_WHAT YOU WILL DO_.
Using the data below, work out how many lines contain the word "CatalogRow", then state that number without comment.

_RECORDS SUPPLIED_.

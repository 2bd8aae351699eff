//! # Catalog Repository
//!
//! Read access to catalog tracking policy, plus the minimal writes used by
//! seeding and tests.
//!
//! ## GTIN Suggestion Lookup
//! ```text
//! parsed GTIN-14  00614141999996
//!      │
//!      ├── GTIN  identifier = "00614141999996"   ┐
//!      ├── GTIN-13 form     = "0614141999996"    ├── any active catalog entry
//!      └── GTIN-12 (UPC-A)  = "614141999996"     ┘   in the caller's facility
//!                                                   GTIN rows win over UPC rows
//! ```

use chrono::Utc;
use sqlx::SqlitePool;
use tracing::debug;
use uuid::Uuid;

use crate::error::DbResult;
use ortrack_core::{
    CatalogIdentifier, CatalogMatch, CatalogPolicy, Criticality, IdentifierType, ItemCategory,
};

/// Catalog columns, prefixed so they can sit next to item columns in joins.
pub(crate) const CATALOG_COLUMNS: &str = "\
    c.id AS cat_id, c.facility_id AS cat_facility_id, c.name AS cat_name, \
    c.category AS cat_category, c.criticality AS cat_criticality, \
    c.requires_lot_tracking AS cat_requires_lot_tracking, \
    c.requires_serial_tracking AS cat_requires_serial_tracking, \
    c.requires_expiration_tracking AS cat_requires_expiration_tracking, \
    c.requires_sterility AS cat_requires_sterility, \
    c.expiration_warning_days AS cat_expiration_warning_days, \
    c.is_active AS cat_is_active";

#[derive(Debug, sqlx::FromRow)]
pub(crate) struct CatalogRow {
    cat_id: String,
    cat_facility_id: String,
    cat_name: String,
    cat_category: ItemCategory,
    cat_criticality: Option<String>,
    cat_requires_lot_tracking: bool,
    cat_requires_serial_tracking: bool,
    cat_requires_expiration_tracking: bool,
    cat_requires_sterility: bool,
    cat_expiration_warning_days: Option<i64>,
    cat_is_active: bool,
}

impl From<CatalogRow> for CatalogPolicy {
    fn from(row: CatalogRow) -> Self {
        CatalogPolicy {
            catalog_id: row.cat_id,
            facility_id: row.cat_facility_id,
            name: row.cat_name,
            category: row.cat_category,
            criticality: row.cat_criticality.as_deref().and_then(Criticality::parse),
            requires_lot_tracking: row.cat_requires_lot_tracking,
            requires_serial_tracking: row.cat_requires_serial_tracking,
            requires_expiration_tracking: row.cat_requires_expiration_tracking,
            requires_sterility: row.cat_requires_sterility,
            expiration_warning_days: row.cat_expiration_warning_days,
            is_active: row.cat_is_active,
        }
    }
}

#[derive(Debug, sqlx::FromRow)]
struct MatchRow {
    catalog_id: String,
    catalog_name: String,
    raw_value: String,
}

/// Repository for catalog policy and identifiers.
#[derive(Debug, Clone)]
pub struct CatalogRepository {
    pool: SqlitePool,
}

impl CatalogRepository {
    /// Creates a new CatalogRepository.
    pub fn new(pool: SqlitePool) -> Self {
        CatalogRepository { pool }
    }

    /// Gets the tracking policy of a catalog entry in the caller's facility.
    pub async fn get(&self, facility_id: &str, catalog_id: &str) -> DbResult<Option<CatalogPolicy>> {
        let sql = format!(
            "SELECT {CATALOG_COLUMNS} FROM catalog_items c WHERE c.id = ?1 AND c.facility_id = ?2"
        );
        let row = sqlx::query_as::<_, CatalogRow>(&sql)
            .bind(catalog_id)
            .bind(facility_id)
            .fetch_optional(&self.pool)
            .await?;

        Ok(row.map(CatalogPolicy::from))
    }

    /// Inserts a catalog entry. An empty `catalog_id` gets a generated id.
    pub async fn insert(&self, policy: &CatalogPolicy) -> DbResult<CatalogPolicy> {
        let mut policy = policy.clone();
        if policy.catalog_id.is_empty() {
            policy.catalog_id = Uuid::new_v4().to_string();
        }

        debug!(
            id = %policy.catalog_id,
            facility_id = %policy.facility_id,
            name = %policy.name,
            "Inserting catalog entry"
        );

        sqlx::query(
            r#"
            INSERT INTO catalog_items (
                id, facility_id, name, category, criticality,
                requires_lot_tracking, requires_serial_tracking,
                requires_expiration_tracking, requires_sterility,
                expiration_warning_days, is_active, created_at
            ) VALUES (?1, ?2, ?3, ?4, ?5, ?6, ?7, ?8, ?9, ?10, ?11, ?12)
            "#,
        )
        .bind(&policy.catalog_id)
        .bind(&policy.facility_id)
        .bind(&policy.name)
        .bind(policy.category)
        .bind(policy.criticality.map(|c| c.as_str()))
        .bind(policy.requires_lot_tracking)
        .bind(policy.requires_serial_tracking)
        .bind(policy.requires_expiration_tracking)
        .bind(policy.requires_sterility)
        .bind(policy.expiration_warning_days)
        .bind(policy.is_active)
        .bind(Utc::now())
        .execute(&self.pool)
        .await?;

        Ok(policy)
    }

    /// Attaches an external identifier to a catalog entry.
    pub async fn add_identifier(
        &self,
        facility_id: &str,
        catalog_id: &str,
        identifier_type: IdentifierType,
        raw_value: &str,
    ) -> DbResult<CatalogIdentifier> {
        let identifier = CatalogIdentifier {
            id: Uuid::new_v4().to_string(),
            facility_id: facility_id.to_string(),
            catalog_id: catalog_id.to_string(),
            identifier_type,
            raw_value: raw_value.trim().to_string(),
        };

        sqlx::query(
            r#"
            INSERT INTO catalog_identifiers (
                id, facility_id, catalog_id, identifier_type, raw_value, created_at
            ) VALUES (?1, ?2, ?3, ?4, ?5, ?6)
            "#,
        )
        .bind(&identifier.id)
        .bind(&identifier.facility_id)
        .bind(&identifier.catalog_id)
        .bind(identifier.identifier_type)
        .bind(&identifier.raw_value)
        .bind(Utc::now())
        .execute(&self.pool)
        .await?;

        Ok(identifier)
    }

    /// Finds the active catalog entry a parsed GTIN belongs to.
    pub async fn find_by_gtin(&self, facility_id: &str, gtin: &str) -> DbResult<Option<CatalogMatch>> {
        let forms = gtin_forms(gtin);
        debug!(facility_id, gtin, forms = forms.len(), "Looking up catalog by GTIN");

        let placeholders = (0..forms.len())
            .map(|i| format!("?{}", i + 2))
            .collect::<Vec<_>>()
            .join(", ");
        let sql = format!(
            r#"
            SELECT c.id AS catalog_id, c.name AS catalog_name, ci.raw_value
            FROM catalog_identifiers ci
            JOIN catalog_items c ON c.id = ci.catalog_id AND c.facility_id = ci.facility_id
            WHERE ci.facility_id = ?1
              AND ci.identifier_type IN ('GTIN', 'UPC')
              AND ci.raw_value IN ({placeholders})
              AND c.is_active = 1
            ORDER BY CASE ci.identifier_type WHEN 'GTIN' THEN 0 ELSE 1 END, c.name
            LIMIT 1
            "#
        );

        let mut query = sqlx::query_as::<_, MatchRow>(&sql).bind(facility_id);
        for form in &forms {
            query = query.bind(form);
        }
        let row = query.fetch_optional(&self.pool).await?;

        Ok(row.map(|r| CatalogMatch {
            catalog_id: r.catalog_id,
            catalog_name: r.catalog_name,
            identifier: r.raw_value,
        }))
    }
}

/// The GTIN itself plus its shorter zero-stripped forms (GTIN-13, GTIN-12).
fn gtin_forms(gtin: &str) -> Vec<String> {
    let mut forms = vec![gtin.to_string()];
    let mut rest = gtin;
    while rest.len() > 12 {
        match rest.strip_prefix('0') {
            Some(shorter) => {
                forms.push(shorter.to_string());
                rest = shorter;
            }
            None => break,
        }
    }
    forms
}

// =============================================================================
// Unit Tests
// =============================================================================

#[cfg(test)]
mod tests {
    use super::*;
    use crate::{Database, DbConfig};

    fn policy(facility_id: &str, name: &str) -> CatalogPolicy {
        CatalogPolicy {
            catalog_id: String::new(),
            facility_id: facility_id.to_string(),
            name: name.to_string(),
            category: ItemCategory::Implant,
            criticality: Some(Criticality::Critical),
            requires_lot_tracking: true,
            requires_serial_tracking: false,
            requires_expiration_tracking: false,
            requires_sterility: true,
            expiration_warning_days: None,
            is_active: true,
        }
    }

    #[test]
    fn test_gtin_forms() {
        assert_eq!(
            gtin_forms("00614141999996"),
            vec!["00614141999996", "0614141999996", "614141999996"]
        );
        assert_eq!(gtin_forms("10303512345674"), vec!["10303512345674"]);
    }

    #[tokio::test]
    async fn test_insert_and_get_policy() {
        let db = Database::new(DbConfig::in_memory()).await.unwrap();
        let created = db.catalog().insert(&policy("fac-1", "Hip Stem")).await.unwrap();

        let loaded = db.catalog().get("fac-1", &created.catalog_id).await.unwrap().unwrap();
        assert_eq!(loaded, created);
        assert!(db.catalog().get("fac-2", &created.catalog_id).await.unwrap().is_none());
    }

    #[tokio::test]
    async fn test_unrecognized_criticality_reads_as_none() {
        let db = Database::new(DbConfig::in_memory()).await.unwrap();
        let created = db.catalog().insert(&policy("fac-1", "Mesh")).await.unwrap();

        sqlx::query("UPDATE catalog_items SET criticality = 'SEVERE' WHERE id = ?1")
            .bind(&created.catalog_id)
            .execute(db.pool())
            .await
            .unwrap();

        let loaded = db.catalog().get("fac-1", &created.catalog_id).await.unwrap().unwrap();
        assert_eq!(loaded.criticality, None);
    }

    #[tokio::test]
    async fn test_find_by_gtin_matches_upc_form() {
        let db = Database::new(DbConfig::in_memory()).await.unwrap();
        let created = db.catalog().insert(&policy("fac-1", "Bone Screw")).await.unwrap();
        db.catalog()
            .add_identifier("fac-1", &created.catalog_id, IdentifierType::Upc, "614141999996")
            .await
            .unwrap();

        let found = db
            .catalog()
            .find_by_gtin("fac-1", "00614141999996")
            .await
            .unwrap()
            .unwrap();
        assert_eq!(found.catalog_id, created.catalog_id);
        assert_eq!(found.identifier, "614141999996");

        assert!(db
            .catalog()
            .find_by_gtin("fac-2", "00614141999996")
            .await
            .unwrap()
            .is_none());
    }
}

_REPLY_.
4